MINERAL INTAKES FOR OPTIMAL BONE DEVELOPMENT AND HEALTH
Location: Grand Forks Human Nutrition Research Center
Title: Sodium zeolite A supplementation and its impact on the skeleton of dairy calves
| Turner, K - MICHIGAN STATE UNIVERSITY |
| Nielsen, B - MICHIGAN STATE UNIVERSITY |
| O'Connor-Robison, C - MICHIGAN STATE UNIVERSITY |
| Rosenstein, D - MICHIGAN STATE UNIVERSITY |
| Marks, B - MICHIGAN STATE UNIVERSITY |
| Orth, M - MICHIGAN STATE UNIVERSITY |
Submitted to: Biological Trace Element Research
Publication Type: Peer Reviewed Journal
Publication Acceptance Date: October 1, 2007
Publication Date: February 10, 2008
Citation: Turner, K.K., Nielsen, B.D., O'Connor-Robison, C.I., Rosenstein, D.S., Marks, B.P., Nielsen, F.H., Orth, M.W. 2008. Sodium zeolite A supplementation and its impact on the skeleton of dairy calves. Biological Trace Element Research. 121(2)149-159.

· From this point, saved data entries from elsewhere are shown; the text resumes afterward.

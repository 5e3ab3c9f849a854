//! Database operations for the admin tool.
//!
//! # Collections
//!
//! - `products` - Catalog documents, written here, read by the storefront
//! - `users` - Looked up at admin login (`isAdmin` must be set)
//!
//! The admin tool shares the storefront's database; it is the write side of
//! the same two collections.

pub mod products;
pub mod users;

use mongodb::{Client, Database};
use secrecy::ExposeSecret;
use thiserror::Error;

pub use products::ProductRepository;
pub use users::UserRepository;

/// Collection holding product documents.
pub const PRODUCTS_COLLECTION: &str = "products";

/// Collection holding user documents.
pub const USERS_COLLECTION: &str = "users";

/// Errors that can occur during repository operations.
#[derive(Debug, Error)]
pub enum RepositoryError {
    /// Database error from the MongoDB driver.
    #[error("database error: {0}")]
    Database(#[from] mongodb::error::Error),

    /// Data in the database is corrupted or invalid.
    #[error("data corruption: {0}")]
    DataCorruption(String),

    /// Requested document was not found.
    #[error("not found")]
    NotFound,
}

/// Connect to MongoDB and select the application database.
///
/// # Errors
///
/// Returns `mongodb::error::Error` if the URI cannot be parsed or the
/// client cannot be initialized.
pub async fn connect(
    database_url: &secrecy::SecretString,
    database_name: &str,
) -> Result<Database, mongodb::error::Error> {
    let client = Client::with_uri_str(database_url.expose_secret()).await?;
    Ok(client.database(database_name))
}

Interpretive Summary: Silicon has been long suspected to be a beneficial bioactive, if not essential, element for maintaining bone and joint health. In addition, supra nutritional intakes of silicon have been found to be beneficial to bone health in some experimental animal models. For example, supplements of sodium zeolite A, a compound containing aluminum and silicon, to commercial or natural diets decreased bone-related injuries in horses and enhanced bone strength in chicks. Thus, a study was performed with dairy bull calves to determine whether sodium zeolite A supplementation resulted in changes in markers of bone metabolism and in mineral composition of bone and cartilage that were associated with changes in bone mechanical strength. The silicon concentrations in bone and cartilage were not significantly changed by a dietary supplement (0.05% of body weight) of sodium zeolite A in milk replacer for 60 days. No differences were found in bone architecture or mechanical properties between calves fed no or supplemental sodium zeolite A. The high concentration of silicon normally in the milk replacer may have prevented a significant response to additional dietary silicon. Sodium zeolite A supplementation, however, increased aluminum concentrations in bone and cartilage and a marker of bone breakdown (deoxypyridinoline) in blood. Increased aluminum concentrations in bone have been found to be detrimental to bone health. Thus, feeding high amounts of sodium zeolite A as a source of silicon apparently does not result in beneficial effects on bone formation or health in calves already receiving relatively high amounts of silicon. Instead, the aluminum in sodium zeolite A may be of concern because of possible detrimental effects on bone turnover.
Twenty calves were placed on study at three days of age, and were placed according to birth order into one of two groups: SS, which received 0.05% BW sodium zeolite A (SZA) added to their milk replacer and CO, which received only milk replacer. Blood samples were taken on d 0, 30, and 60 for osteocalcin (OC) and deoxypyridinoline (DPD) analysis. On d 60, the calves were euthanized and synovial fluid, articular cartilage, and both fused metacarpals were collected for bone quality analyses such as architecture and mechanical properties, mineral composition, and glycosaminoglycan concentration. There were no differences in OC concentrations due to treatment (p=0.12), and CO calves had lower DPD concentrations than SS calves (p=0.01) but the OC to DPD ratio was not different between treatments (p=0.98). No differences in bone architecture or mechanical properties were detected. Sodium zeolite A supplementation increased cortical bone (p=0.0002) and articular cartilage (p=0.05) aluminum content. Glycosaminoglycan concentrations were not different in synovial fluid or cartilage. Supplementation of SZA appeared to alter the rate of bone turnover without altering bone strength. Aluminum concentrations in the bone and cartilage increased, which may be a concern though the long-term consequences of such remain to be determined.